One 2014 graduate and close friend of Peterson’s said she had never been more aware of her race or gender than at Lawrenceville, even though she grew up in the South. Any anger toward Peterson stemmed from mostly wealthy white male students who “didn’t want someone who didn’t represent them,” she said. “Maya was the opposite of everything they stood for.”
It frustrated Lawrenceville’s black students when other students called them “unfriendly” or even “reverse racist” for sticking together. “Sometimes it’s hard hanging out with upper-class white kids, because they say things that are hurtful and make us feel uncomfortable, and it’s nice to be around students I can relate to,” said Chris.
And Peterson’s friends agreed that it was unfair of the administration to single her out for making fun of white students when racism goes ignored.
“It’s a private school thing,” said Myles, a 2014 graduate. “At Lawrenceville, people think white is a race that can be offended by a racial slur. What Maya did was rude, but it wasn’t offensive.”
That’s not how the students targeted by Peterson’s photo — and her identity politics — felt.
“What if people were running around in KKK costumes?” asked David, who said his friends complained to the administration about the “Black Power” photo. “That’s what I call left-wing extremism.”
Peterson’s Instagram photo “violated the spirit of the Lawrenceville community,” David said. “It was hateful. It wasn’t inclusive. When I think of Maya Peterson, I don’t think of someone who is an avid proponent of progress or of inclusiveness. I think of someone who is hateful. She had a hateful spirit.”
Other students upset by her photo were more diplomatic.
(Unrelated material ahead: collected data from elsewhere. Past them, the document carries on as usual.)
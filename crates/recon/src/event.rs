//! Capital events disclosed between anchors, and the append-only log holding them.

use chrono::NaiveDate;
use rust_decimal::Decimal;
use serde::{Deserialize, Serialize};

use crate::error::LedgerError;
use crate::split::SplitRatio;

// ---------------------------------------------------------------------------
// Event
// ---------------------------------------------------------------------------

/// Where an event was disclosed. Opaque to the engine: never validated or resolved.
#[derive(Debug, Clone, Default, PartialEq, Eq, Serialize, Deserialize)]
pub struct Disclosure {
    #[serde(default)]
    pub filing_id: String,
    #[serde(default)]
    pub locator: Option<String>,
    #[serde(default)]
    pub filed: Option<String>,
}

/// A dated material-event disclosure.
#[derive(Debug, Clone, PartialEq, Serialize, Deserialize)]
pub struct CapitalEvent {
    /// Effective date of the event (not the filing date).
    pub date: NaiveDate,
    #[serde(default)]
    pub disclosure: Disclosure,
    #[serde(default)]
    pub description: String,
    #[serde(default, skip_serializing_if = "Option::is_none")]
    pub notes: Option<String>,
    #[serde(flatten)]
    pub kind: EventKind,
}

impl CapitalEvent {
    pub fn event_type(&self) -> EventType {
        self.kind.event_type()
    }
}

#[derive(Debug, Clone, PartialEq, Serialize, Deserialize)]
#[serde(tag = "type", rename_all = "snake_case")]
pub enum EventKind {
    AssetAcquisition(AssetAcquisition),
    DebtIssuance(DebtIssuance),
    EquityIssuance(EquityIssuance),
    ProgramAnnouncement(ProgramAnnouncement),
    CorporateAction(CorporateAction),
    DebtLifecycle(DebtLifecycle),
}

impl EventKind {
    pub fn event_type(&self) -> EventType {
        match self {
            Self::AssetAcquisition(_) => EventType::AssetAcquisition,
            Self::DebtIssuance(_) => EventType::DebtIssuance,
            Self::EquityIssuance(_) => EventType::EquityIssuance,
            Self::ProgramAnnouncement(_) => EventType::ProgramAnnouncement,
            Self::CorporateAction(_) => EventType::CorporateAction,
            Self::DebtLifecycle(_) => EventType::DebtLifecycle,
        }
    }
}

/// Discriminant of [`EventKind`], used for filtering.
#[derive(Debug, Clone, Copy, PartialEq, Eq, Hash, Serialize, Deserialize)]
#[serde(rename_all = "snake_case")]
pub enum EventType {
    AssetAcquisition,
    DebtIssuance,
    EquityIssuance,
    ProgramAnnouncement,
    CorporateAction,
    DebtLifecycle,
}

impl std::fmt::Display for EventType {
    fn fmt(&self, f: &mut std::fmt::Formatter<'_>) -> std::fmt::Result {
        match self {
            Self::AssetAcquisition => write!(f, "asset_acquisition"),
            Self::DebtIssuance => write!(f, "debt_issuance"),
            Self::EquityIssuance => write!(f, "equity_issuance"),
            Self::ProgramAnnouncement => write!(f, "program_announcement"),
            Self::CorporateAction => write!(f, "corporate_action"),
            Self::DebtLifecycle => write!(f, "debt_lifecycle"),
        }
    }
}

// ---------------------------------------------------------------------------
// Per-kind payloads
// ---------------------------------------------------------------------------

#[derive(Debug, Clone, PartialEq, Serialize, Deserialize)]
pub struct AssetAcquisition {
    pub quantity: Decimal,
    /// Aggregate purchase price.
    #[serde(default)]
    pub aggregate_price: Option<Decimal>,
    #[serde(default)]
    pub average_price: Option<Decimal>,
    /// Running total of holdings after this event, when disclosed.
    #[serde(default)]
    pub cumulative: Option<Decimal>,
    /// Proceeds of a capital raise disclosed together with the purchase.
    /// When set, cash moves by `raise - price` instead of `-price`.
    #[serde(default)]
    pub funded_by_raise: Option<Decimal>,
}

#[derive(Debug, Clone, Copy, PartialEq, Eq, Hash, Serialize, Deserialize)]
#[serde(rename_all = "snake_case")]
pub enum DebtCategory {
    Convertible,
    Secured,
    Term,
}

#[derive(Debug, Clone, PartialEq, Serialize, Deserialize)]
pub struct DebtIssuance {
    /// Face value.
    pub principal: Decimal,
    /// Annual coupon in percent (0.75 = 0.75%).
    #[serde(default)]
    pub coupon: Option<Decimal>,
    #[serde(default)]
    pub maturity: Option<NaiveDate>,
    pub category: DebtCategory,
    /// Per-share conversion price on the current split basis.
    #[serde(default)]
    pub conversion_price: Option<Decimal>,
}

#[derive(Debug, Clone, Copy, PartialEq, Eq, Hash, Serialize, Deserialize)]
#[serde(rename_all = "snake_case")]
pub enum EquityClass {
    Common,
    Preferred,
}

#[derive(Debug, Clone, PartialEq, Serialize, Deserialize)]
pub struct EquityIssuance {
    pub class: EquityClass,
    /// Series identifier for preferred equity.
    #[serde(default)]
    pub series: Option<String>,
    /// Shares issued, on the current split basis. Replay and verification
    /// add these as-is, so pre-split issuance must be restated at ingestion.
    #[serde(default)]
    pub units: Decimal,
    pub gross_proceeds: Decimal,
    #[serde(default)]
    pub dividend_rate: Option<Decimal>,
}

#[derive(Debug, Clone, PartialEq, Serialize, Deserialize)]
pub struct ProgramAnnouncement {
    /// Program capacity ceiling.
    pub capacity: Decimal,
    #[serde(default)]
    pub securities: Vec<String>,
}

#[derive(Debug, Clone, PartialEq, Serialize, Deserialize)]
#[serde(tag = "action", rename_all = "snake_case")]
pub enum CorporateAction {
    Split { ratio: SplitRatio },
    Rename { new_name: String },
}

#[derive(Debug, Clone, Copy, PartialEq, Eq, Hash, Serialize, Deserialize)]
#[serde(rename_all = "snake_case")]
pub enum LifecycleAction {
    Redemption,
    Conversion,
    Amendment,
}

/// Redemption, conversion or amendment of an existing instrument.
/// Logged and surfaced for confirmation; never applied to running totals.
#[derive(Debug, Clone, PartialEq, Serialize, Deserialize)]
pub struct DebtLifecycle {
    pub action: LifecycleAction,
    #[serde(default)]
    pub instrument: Option<String>,
    #[serde(default)]
    pub principal: Option<Decimal>,
    #[serde(default)]
    pub shares_issued: Option<Decimal>,
}

// ---------------------------------------------------------------------------
// Log
// ---------------------------------------------------------------------------

/// Date-ordered, append-only event log. Same-day events keep insertion order.
#[derive(Debug, Clone, Default, Serialize)]
pub struct EventLog {
    events: Vec<CapitalEvent>,
}

impl EventLog {
    pub fn new(events: Vec<CapitalEvent>) -> Result<Self, LedgerError> {
        let mut log = Self { events: Vec::with_capacity(events.len()) };
        for event in events {
            log.append(event)?;
        }
        Ok(log)
    }

    /// Append an event. Rejects events dated before the current tail.
    pub fn append(&mut self, event: CapitalEvent) -> Result<(), LedgerError> {
        if let Some(last) = self.events.last() {
            if event.date < last.date {
                return Err(LedgerError::EventOrder {
                    index: self.events.len(),
                    previous: last.date,
                    next: event.date,
                });
            }
        }
        self.events.push(event);
        Ok(())
    }

    pub fn list_all(&self) -> &[CapitalEvent] {
        &self.events
    }

    pub fn by_type(&self, kind: EventType) -> impl Iterator<Item = &CapitalEvent> {
        self.events.iter().filter(move |e| e.event_type() == kind)
    }

    /// Events with `start <= date <= end`, ascending. Empty when `start > end`.
    pub fn in_range(&self, start: NaiveDate, end: NaiveDate) -> &[CapitalEvent] {
        if start > end {
            return &[];
        }
        let lo = self.events.partition_point(|e| e.date < start);
        let hi = self.events.partition_point(|e| e.date <= end);
        &self.events[lo..hi]
    }

    /// Last disclosed running total at or before `date`.
    ///
    /// Only asset acquisitions carry a running total; every other kind yields `None`.
    pub fn cumulative_as_of(&self, date: NaiveDate, kind: EventType) -> Option<Decimal> {
        let end = self.events.partition_point(|e| e.date <= date);
        self.events[..end].iter().rev().find_map(|e| match (&e.kind, kind) {
            (EventKind::AssetAcquisition(a), EventType::AssetAcquisition) => a.cumulative,
            _ => None,
        })
    }

    /// Sum of acquisition prices at or before `date`.
    pub fn cost_basis_as_of(&self, date: NaiveDate) -> Decimal {
        let end = self.events.partition_point(|e| e.date <= date);
        self.events[..end]
            .iter()
            .filter_map(|e| match &e.kind {
                EventKind::AssetAcquisition(a) => a.aggregate_price,
                _ => None,
            })
            .sum()
    }

    /// Split corporate actions as `(effective date, ratio)`.
    pub fn splits(&self) -> impl Iterator<Item = (NaiveDate, &SplitRatio)> {
        self.events.iter().filter_map(|e| match &e.kind {
            EventKind::CorporateAction(CorporateAction::Split { ratio }) => Some((e.date, ratio)),
            _ => None,
        })
    }

    pub fn latest_date(&self) -> Option<NaiveDate> {
        self.events.last().map(|e| e.date)
    }

    pub fn len(&self) -> usize {
        self.events.len()
    }

    pub fn is_empty(&self) -> bool {
        self.events.is_empty()
    }
}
Peterson “was the face of ‘New Lawrenceville,’ and she was a great face of the ‘New Lawrenceville,’ but I think some of her actions made it hard for the student body to really embrace her,” said 2014 graduate Alec, whose father, five uncles, and sister all graduated from Lawrenceville; his grandfather taught there as well.
Patrice Evans, author of the book and blog The Assimilated Negro, which often jabbed at private boarding schools, shares something in common with Peterson: He was forced to resign as class president while a student at Choate in the ’90s after a fight prompted by racial tension, he said.
“I do think the ‘white privilege,’ sense of institutional entitlement that has been so buzzy to orient think pieces and internet debates around is maybe best illustrated through the behavior and practices of these elite prep schools,” he wrote in an email. “This is the privileged-access breeding ground for so many of the values we’re increasingly calling into question meme-by-meme, essay-by-essay, every day on the internet.”
Other Lawrenceville students sympathized with how difficult it must have been for Peterson to keep up her image as “uber-diverse Student Body President,” like 2014 graduate Anna Heckler, who wrote a school newspaper editorial after Peterson stepped down wondering whether “being the president of this iron-gated organization means upholding two-hundred-plus years of carefully-constructed tradition” and thus “differentiating your own values from the needs of the community.”
If that’s what it means to be student body president of Lawrenceville, she’s glad she resigned, Peterson said.
“I’m not saying what I did was right,” she said. “But it wasn’t racist. I was just calling those guys exactly what they are. And Lawrenceville is the type of place where those kids are idolized.”